Below are the records; restate all of them word for word.

** Records shown follows **

//! Governance decision engine
//!
//! Maps a scan result and an operating mode to an allow/deny/warn outcome.
//! [`decide`] is a pure function: the same scan result and mode always yield
//! the same decision, with no hidden state. The decision is computed on
//! demand and never persisted as an entity.
//!
//! Operating modes:
//! - **Live** - strict. Findings at or above the confidence threshold block
//!   the operation and the reason string is surfaced verbatim to the caller.
//! - **Demo** - advisory. Detections never block; the warning that Live
//!   would have blocked is surfaced instead.

use serde::{Deserialize, Serialize};
use std::fmt;

use crate::risk::RiskThresholds;
use crate::scanner::ScanResult;

/// Default confidence cutoff above which Live mode blocks
pub const DEFAULT_CONFIDENCE_THRESHOLD: f32 = 0.7;

/// Operating mode supplied by the caller per request
#[derive(Debug, Clone, Copy, PartialEq, Eq, Serialize, Deserialize)]
#[serde(rename_all = "SCREAMING_SNAKE_CASE")]
pub enum OperatingMode {
    /// Advisory-only governance; never blocks
    Demo,
    /// Strict, blocking governance
    Live,
}

impl fmt::Display for OperatingMode {
    fn fmt(&self, f: &mut fmt::Formatter<'_>) -> fmt::Result {
        match self {
            Self::Demo => write!(f, "DEMO"),
            Self::Live => write!(f, "LIVE"),
        }
    }
}

/// Tunable governance cutoffs
///
/// The source constants (0.7 confidence, 5/10 finding counts) are preserved
/// as defaults; deployments may override them through configuration.
#[derive(Debug, Clone, Copy, PartialEq, Serialize, Deserialize)]
pub struct GovernancePolicy {
    /// Maximum-finding-confidence cutoff for blocking in Live mode
    #[serde(default = "default_confidence_threshold")]
    pub confidence_threshold: f32,
    /// Risk classifier cutoffs
    #[serde(default)]
    pub risk: RiskThresholds,
}

fn default_confidence_threshold() -> f32 {
    DEFAULT_CONFIDENCE_THRESHOLD
}

impl Default for GovernancePolicy {
    fn default() -> Self {
        Self {
            confidence_threshold: DEFAULT_CONFIDENCE_THRESHOLD,
            risk: RiskThresholds::default(),
        }
    }
}

impl GovernancePolicy {
    /// Validate threshold ranges and ordering
    pub fn validate(&self) -> Result<(), String> {
        if !(0.0..=1.0).contains(&self.confidence_threshold) {
            return Err(format!(
                "confidence threshold must be within [0, 1], got {}",
                self.confidence_threshold
            ));
        }
        self.risk.validate()
    }
}

/// Outcome of a governance decision
#[derive(Debug, Clone, PartialEq, Eq, Serialize, Deserialize)]
pub struct GovernanceDecision {
    /// Whether the operation may proceed
    pub allowed: bool,
    /// Human-readable reason, surfaced verbatim on blocks
    pub reason: String,
    /// Advisory warning, surfaced even when allowed
    pub warning: Option<String>,
}

/// Decide whether an operation may proceed
///
/// Pure function of (scan result, mode, policy); re-derivable identically on
/// every call.
pub fn decide(
    scan: &ScanResult,
    mode: OperatingMode,
    policy: &GovernancePolicy,
) -> GovernanceDecision {
    if !scan.has_findings() {
        return GovernanceDecision {
            allowed: true,
            reason: "No PHI detected".to_string(),
            warning: None,
        };
    }

    let max_confidence = scan.max_confidence().unwrap_or(0.0);
    let over_threshold = max_confidence >= policy.confidence_threshold;

    match mode {
        OperatingMode::Live => {
            if over_threshold {
                GovernanceDecision {
                    allowed: false,
                    reason: format!(
                        "{} PHI pattern(s) detected at {} risk; operation blocked in LIVE mode",
                        scan.summary.total_matches, scan.risk_level
                    ),
                    warning: None,
                }
            } else {
                GovernanceDecision {
                    allowed: true,
                    reason: "Low-confidence PHI patterns detected".to_string(),
                    warning: Some(format!(
                        "{} low-confidence PHI pattern(s) detected (max confidence {:.2}, threshold {:.2}); review before release",
                        scan.summary.total_matches, max_confidence, policy.confidence_threshold
                    )),
                }
            }
        }
        OperatingMode::Demo => GovernanceDecision {
            allowed: true,
            reason: "DEMO mode - PHI checks are advisory only".to_string(),
            warning: Some(if over_threshold {
                format!(
                    "{} PHI pattern(s) at {} risk would be blocked in LIVE mode",
                    scan.summary.total_matches, scan.risk_level
                )
            } else {
                format!(
                    "{} low-confidence PHI pattern(s) detected; LIVE mode would allow with a warning",
                    scan.summary.total_matches
                )
            }),
        },
    }
}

** End of Records shown **

**Answer to the problem**
//! Governance decision engine
//!
//! Maps a scan result and an operating mode to an allow/deny/warn outcome.
//! [`decide`] is a pure function: the same scan result and mode always yield
//! the same decision, with no hidden state. The decision is computed on
//! demand and never persisted as an entity.
//!
//! Operating modes:
//! - **Live** - strict. Findings at or above the confidence threshold block
//!   the operation and the reason string is surfaced verbatim to the caller.
//! - **Demo** - advisory. Detections never block; the warning that Live
//!   would have blocked is surfaced instead.

use serde::{Deserialize, Serialize};
use std::fmt;

use crate::risk::RiskThresholds;
use crate::scanner::ScanResult;

/// Default confidence cutoff above which Live mode blocks
pub const DEFAULT_CONFIDENCE_THRESHOLD: f32 = 0.7;

/// Operating mode supplied by the caller per request
#[derive(Debug, Clone, Copy, PartialEq, Eq, Serialize, Deserialize)]
#[serde(rename_all = "SCREAMING_SNAKE_CASE")]
pub enum OperatingMode {
    /// Advisory-only governance; never blocks
    Demo,
    /// Strict, blocking governance
    Live,
}

impl fmt::Display for OperatingMode {
    fn fmt(&self, f: &mut fmt::Formatter<'_>) -> fmt::Result {
        match self {
            Self::Demo => write!(f, "DEMO"),
            Self::Live => write!(f, "LIVE"),
        }
    }
}

/// Tunable governance cutoffs
///
/// The source constants (0.7 confidence, 5/10 finding counts) are preserved
/// as defaults; deployments may override them through configuration.
#[derive(Debug, Clone, Copy, PartialEq, Serialize, Deserialize)]
pub struct GovernancePolicy {
    /// Maximum-finding-confidence cutoff for blocking in Live mode
    #[serde(default = "default_confidence_threshold")]
    pub confidence_threshold: f32,
    /// Risk classifier cutoffs
    #[serde(default)]
    pub risk: RiskThresholds,
}

fn default_confidence_threshold() -> f32 {
    DEFAULT_CONFIDENCE_THRESHOLD
}

impl Default for GovernancePolicy {
    fn default() -> Self {
        Self {
            confidence_threshold: DEFAULT_CONFIDENCE_THRESHOLD,
            risk: RiskThresholds::default(),
        }
    }
}

impl GovernancePolicy {
    /// Validate threshold ranges and ordering
    pub fn validate(&self) -> Result<(), String> {
        if !(0.0..=1.0).contains(&self.confidence_threshold) {
            return Err(format!(
                "confidence threshold must be within [0, 1], got {}",
                self.confidence_threshold
            ));
        }
        self.risk.validate()
    }
}

/// Outcome of a governance decision
#[derive(Debug, Clone, PartialEq, Eq, Serialize, Deserialize)]
pub struct GovernanceDecision {
    /// Whether the operation may proceed
    pub allowed: bool,
    /// Human-readable reason, surfaced verbatim on blocks
    pub reason: String,
    /// Advisory warning, surfaced even when allowed
    pub warning: Option<String>,
}

/// Decide whether an operation may proceed
///
/// Pure function of (scan result, mode, policy); re-derivable identically on
/// every call.
pub fn decide(
    scan: &ScanResult,
    mode: OperatingMode,
    policy: &GovernancePolicy,
) -> GovernanceDecision {
    if !scan.has_findings() {
        return GovernanceDecision {
            allowed: true,
            reason: "No PHI detected".to_string(),
            warning: None,
        };
    }

    let max_confidence = scan.max_confidence().unwrap_or(0.0);
    let over_threshold = max_confidence >= policy.confidence_threshold;

    match mode {
        OperatingMode::Live => {
            if over_threshold {
                GovernanceDecision {
                    allowed: false,
                    reason: format!(
                        "{} PHI pattern(s) detected at {} risk; operation blocked in LIVE mode",
                        scan.summary.total_matches, scan.risk_level
                    ),
                    warning: None,
                }
            } else {
                GovernanceDecision {
                    allowed: true,
                    reason: "Low-confidence PHI patterns detected".to_string(),
                    warning: Some(format!(
                        "{} low-confidence PHI pattern(s) detected (max confidence {:.2}, threshold {:.2}); review before release",
                        scan.summary.total_matches, max_confidence, policy.confidence_threshold
                    )),
                }
            }
        }
        OperatingMode::Demo => GovernanceDecision {
            allowed: true,
            reason: "DEMO mode - PHI checks are advisory only".to_string(),
            warning: Some(if over_threshold {
                format!(
                    "{} PHI pattern(s) at {} risk would be blocked in LIVE mode",
                    scan.summary.total_matches, scan.risk_level
                )
            } else {
                format!(
                    "{} low-confidence PHI pattern(s) detected; LIVE mode would allow with a warning",
                    scan.summary.total_matches
                )
            }),
        },
    }
}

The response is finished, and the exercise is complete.